If a line in the entries below includes the string "maintenance", copy it out.

**Records for this task**
+---+

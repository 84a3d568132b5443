use std::sync::Arc;

use medinv_core::DomainResult;
use medinv_infra::AppConfig;
use medinv_infra::InventoryService;
use medinv_infra::maintenance::{
    CalibrationSweep, CalibrationSweepRunner, CalibrationSweepRunnerHandle, Notifier, TracingNotifier,
};

/// Everything the handlers need, shared behind one `Arc`.
pub struct AppServices {
    pub inventory: Arc<InventoryService>,
    notifier: Arc<dyn Notifier>,
}

impl AppServices {
    pub fn new(inventory: InventoryService) -> Self {
        Self {
            inventory: Arc::new(inventory),
            notifier: Arc::new(TracingNotifier),
        }
    }

    pub fn with_notifier(mut self, notifier: Arc<dyn Notifier>) -> Self {
        self.notifier = notifier;
        self
    }

    pub fn config(&self) -> &AppConfig {
        self.inventory.config()
    }

    pub fn calibration_sweep(&self) -> CalibrationSweep {
        CalibrationSweep::new(self.inventory.clone(), self.notifier.clone())
    }

    /// Start the periodic calibration sweep on its own thread.
    pub fn spawn_calibration_runner(&self) -> std::io::Result<CalibrationSweepRunnerHandle> {
        CalibrationSweepRunner::new(self.config().sweep_interval)
            .spawn("calibration-sweep", Arc::new(self.calibration_sweep()))
    }
}

/// Wire storage according to `config` (file-backed when a data directory is set).
pub fn build_services(config: AppConfig) -> DomainResult<AppServices> {
    Ok(AppServices::new(InventoryService::from_config(config)?))
}
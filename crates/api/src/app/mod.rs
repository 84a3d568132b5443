//! HTTP API application wiring (Axum router + service wiring).
//!
//! - `services.rs`: storage and maintenance wiring
//! - `routes/`: HTTP routes + handlers
//! - `dto.rs`: request DTOs and JSON parsing helpers
//! - `errors.rs`: success/failure envelopes

use std::sync::Arc;

use axum::{extract::DefaultBodyLimit, routing::get, Extension, Router};
use tower::ServiceBuilder;

use crate::middleware;

pub mod dto;
pub mod errors;
pub mod routes;
pub mod services;

pub use services::{build_services, AppServices};

/// Build the full HTTP router (public entrypoint used by `main.rs`).
pub fn build_app(services: Arc<AppServices>) -> Router {
    let auth_state = middleware::AuthState::new(&services.config().allowed_domain);
    // Base64 inflates photos by a third; leave room for the other fields.
    let body_limit = services.config().max_file_size / 3 * 4 + 64 * 1024;

    let protected = routes::router()
        .layer(Extension(services))
        .layer(axum::middleware::from_fn_with_state(
            auth_state,
            middleware::auth_middleware,
        ));

    Router::new()
        .route("/health", get(routes::system::health))
        .merge(protected)
        .layer(ServiceBuilder::new().layer(DefaultBodyLimit::max(body_limit)))
}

+---+

**Written answer**
use medinv_infra::maintenance::{
//! - `services.rs`: storage and maintenance wiring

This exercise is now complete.